** About this task **
The number of lines holding "rename" in the listing below is all you should give.

** Supplied entries **
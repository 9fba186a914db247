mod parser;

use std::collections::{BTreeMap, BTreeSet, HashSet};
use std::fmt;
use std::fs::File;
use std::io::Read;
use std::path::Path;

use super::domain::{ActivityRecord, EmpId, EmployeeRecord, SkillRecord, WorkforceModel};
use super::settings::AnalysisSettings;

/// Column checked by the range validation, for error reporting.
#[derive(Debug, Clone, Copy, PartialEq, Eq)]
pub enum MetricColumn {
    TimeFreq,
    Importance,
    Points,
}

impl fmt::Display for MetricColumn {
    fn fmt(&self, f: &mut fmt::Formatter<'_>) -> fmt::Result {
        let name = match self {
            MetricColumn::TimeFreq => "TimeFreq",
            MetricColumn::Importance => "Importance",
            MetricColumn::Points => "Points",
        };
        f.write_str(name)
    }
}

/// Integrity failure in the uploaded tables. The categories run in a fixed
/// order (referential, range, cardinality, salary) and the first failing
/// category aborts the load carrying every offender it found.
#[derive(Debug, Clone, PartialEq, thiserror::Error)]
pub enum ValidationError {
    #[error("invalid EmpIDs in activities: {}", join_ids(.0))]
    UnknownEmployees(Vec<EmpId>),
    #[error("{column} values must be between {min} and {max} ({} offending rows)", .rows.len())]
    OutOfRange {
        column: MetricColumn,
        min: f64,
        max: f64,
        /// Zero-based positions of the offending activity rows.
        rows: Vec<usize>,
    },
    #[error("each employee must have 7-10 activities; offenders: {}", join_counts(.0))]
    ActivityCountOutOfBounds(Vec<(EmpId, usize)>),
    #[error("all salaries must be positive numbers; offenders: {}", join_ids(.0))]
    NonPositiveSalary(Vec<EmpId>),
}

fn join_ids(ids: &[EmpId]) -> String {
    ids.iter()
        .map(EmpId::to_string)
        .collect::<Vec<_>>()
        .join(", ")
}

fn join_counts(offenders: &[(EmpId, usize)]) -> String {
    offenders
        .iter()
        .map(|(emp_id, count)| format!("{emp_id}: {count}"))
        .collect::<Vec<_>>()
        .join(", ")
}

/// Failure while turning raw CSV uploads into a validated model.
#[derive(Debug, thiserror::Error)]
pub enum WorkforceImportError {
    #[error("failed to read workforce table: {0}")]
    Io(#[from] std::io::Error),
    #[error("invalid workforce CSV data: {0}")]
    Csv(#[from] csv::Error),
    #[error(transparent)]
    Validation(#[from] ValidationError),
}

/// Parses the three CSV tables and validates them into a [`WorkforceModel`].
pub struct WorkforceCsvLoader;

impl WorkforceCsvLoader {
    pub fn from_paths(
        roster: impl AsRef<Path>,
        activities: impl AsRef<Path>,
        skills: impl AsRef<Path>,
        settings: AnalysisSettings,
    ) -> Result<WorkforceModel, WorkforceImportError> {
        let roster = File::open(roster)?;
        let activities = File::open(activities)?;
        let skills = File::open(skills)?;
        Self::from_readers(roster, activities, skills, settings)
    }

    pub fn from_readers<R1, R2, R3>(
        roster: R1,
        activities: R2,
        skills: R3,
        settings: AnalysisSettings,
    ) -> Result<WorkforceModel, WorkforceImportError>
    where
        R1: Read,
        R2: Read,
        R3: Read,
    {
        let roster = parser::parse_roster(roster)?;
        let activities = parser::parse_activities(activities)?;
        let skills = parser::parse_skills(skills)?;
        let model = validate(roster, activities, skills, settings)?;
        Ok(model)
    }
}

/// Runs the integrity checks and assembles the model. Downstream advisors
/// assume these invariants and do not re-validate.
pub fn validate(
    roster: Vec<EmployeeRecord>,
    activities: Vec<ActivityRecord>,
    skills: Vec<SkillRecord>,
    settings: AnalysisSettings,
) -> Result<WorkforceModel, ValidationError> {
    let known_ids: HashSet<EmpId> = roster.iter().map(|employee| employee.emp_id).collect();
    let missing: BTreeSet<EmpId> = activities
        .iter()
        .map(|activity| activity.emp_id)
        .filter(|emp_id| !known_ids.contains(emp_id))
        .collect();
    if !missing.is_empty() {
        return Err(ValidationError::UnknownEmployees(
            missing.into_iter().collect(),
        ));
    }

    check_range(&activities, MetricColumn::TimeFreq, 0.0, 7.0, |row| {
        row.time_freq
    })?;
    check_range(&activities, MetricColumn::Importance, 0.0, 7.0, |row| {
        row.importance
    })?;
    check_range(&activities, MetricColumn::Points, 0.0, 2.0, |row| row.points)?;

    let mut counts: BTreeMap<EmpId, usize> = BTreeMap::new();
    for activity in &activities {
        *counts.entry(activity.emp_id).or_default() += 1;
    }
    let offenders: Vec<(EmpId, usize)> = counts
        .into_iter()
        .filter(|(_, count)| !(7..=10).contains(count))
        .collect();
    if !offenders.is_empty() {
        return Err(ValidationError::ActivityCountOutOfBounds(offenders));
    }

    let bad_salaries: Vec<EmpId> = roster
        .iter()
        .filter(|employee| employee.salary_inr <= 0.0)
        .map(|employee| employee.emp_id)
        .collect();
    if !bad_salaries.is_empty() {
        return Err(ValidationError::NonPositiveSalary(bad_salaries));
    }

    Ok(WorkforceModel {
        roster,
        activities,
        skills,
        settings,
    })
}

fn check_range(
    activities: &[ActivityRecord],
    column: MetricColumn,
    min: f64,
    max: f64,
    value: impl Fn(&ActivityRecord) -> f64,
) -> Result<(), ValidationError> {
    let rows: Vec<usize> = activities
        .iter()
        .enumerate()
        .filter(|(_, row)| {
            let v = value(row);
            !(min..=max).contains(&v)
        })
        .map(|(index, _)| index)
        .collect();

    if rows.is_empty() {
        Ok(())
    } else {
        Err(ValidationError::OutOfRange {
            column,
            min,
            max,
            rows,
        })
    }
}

* * *

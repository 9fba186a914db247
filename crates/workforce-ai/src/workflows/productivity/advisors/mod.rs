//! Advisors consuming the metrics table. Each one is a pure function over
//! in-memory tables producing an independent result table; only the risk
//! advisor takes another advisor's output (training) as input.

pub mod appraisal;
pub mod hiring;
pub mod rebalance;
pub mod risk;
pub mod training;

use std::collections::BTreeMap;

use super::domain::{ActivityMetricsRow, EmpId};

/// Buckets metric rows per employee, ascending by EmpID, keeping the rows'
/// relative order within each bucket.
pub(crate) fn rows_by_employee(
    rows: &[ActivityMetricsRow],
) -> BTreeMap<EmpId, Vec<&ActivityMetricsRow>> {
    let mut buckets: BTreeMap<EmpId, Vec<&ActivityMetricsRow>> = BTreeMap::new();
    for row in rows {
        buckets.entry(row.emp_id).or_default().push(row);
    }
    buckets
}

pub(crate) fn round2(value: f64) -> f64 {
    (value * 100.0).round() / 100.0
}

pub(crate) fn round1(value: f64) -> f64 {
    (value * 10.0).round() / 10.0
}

==

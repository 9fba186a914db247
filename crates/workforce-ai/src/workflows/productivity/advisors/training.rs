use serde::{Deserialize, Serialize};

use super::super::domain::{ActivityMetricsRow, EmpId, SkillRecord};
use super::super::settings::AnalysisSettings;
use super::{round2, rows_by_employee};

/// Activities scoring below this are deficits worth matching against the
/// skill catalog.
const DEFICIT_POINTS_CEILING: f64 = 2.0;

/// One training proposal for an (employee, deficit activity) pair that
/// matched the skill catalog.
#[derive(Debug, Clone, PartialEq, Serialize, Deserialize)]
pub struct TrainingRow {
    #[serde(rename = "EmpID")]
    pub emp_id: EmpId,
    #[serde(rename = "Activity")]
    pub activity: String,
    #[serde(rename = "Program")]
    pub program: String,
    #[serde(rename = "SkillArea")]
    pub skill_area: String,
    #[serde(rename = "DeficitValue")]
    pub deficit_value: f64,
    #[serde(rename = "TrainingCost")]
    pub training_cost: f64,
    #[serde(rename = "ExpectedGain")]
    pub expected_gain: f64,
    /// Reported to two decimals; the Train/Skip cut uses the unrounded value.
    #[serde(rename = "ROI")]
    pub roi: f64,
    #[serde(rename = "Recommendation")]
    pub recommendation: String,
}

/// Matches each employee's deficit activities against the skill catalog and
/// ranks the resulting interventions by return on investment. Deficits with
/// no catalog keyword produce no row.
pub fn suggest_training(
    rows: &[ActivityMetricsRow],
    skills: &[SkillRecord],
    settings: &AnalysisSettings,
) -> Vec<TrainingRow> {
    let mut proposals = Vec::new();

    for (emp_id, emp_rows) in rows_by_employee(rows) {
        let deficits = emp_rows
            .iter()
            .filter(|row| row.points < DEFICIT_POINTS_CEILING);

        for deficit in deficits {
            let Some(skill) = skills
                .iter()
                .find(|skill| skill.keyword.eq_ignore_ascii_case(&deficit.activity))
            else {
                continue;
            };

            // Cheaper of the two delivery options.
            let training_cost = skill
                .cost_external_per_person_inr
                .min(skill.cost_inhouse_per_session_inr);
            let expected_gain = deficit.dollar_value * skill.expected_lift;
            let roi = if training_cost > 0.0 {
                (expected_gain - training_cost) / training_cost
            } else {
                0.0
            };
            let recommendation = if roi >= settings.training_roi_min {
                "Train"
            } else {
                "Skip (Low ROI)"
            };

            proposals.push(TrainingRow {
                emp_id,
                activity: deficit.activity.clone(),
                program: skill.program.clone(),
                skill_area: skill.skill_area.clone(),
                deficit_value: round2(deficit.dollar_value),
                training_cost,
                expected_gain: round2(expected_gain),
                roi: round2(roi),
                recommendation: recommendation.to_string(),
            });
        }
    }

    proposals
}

** Response for this exercise **
9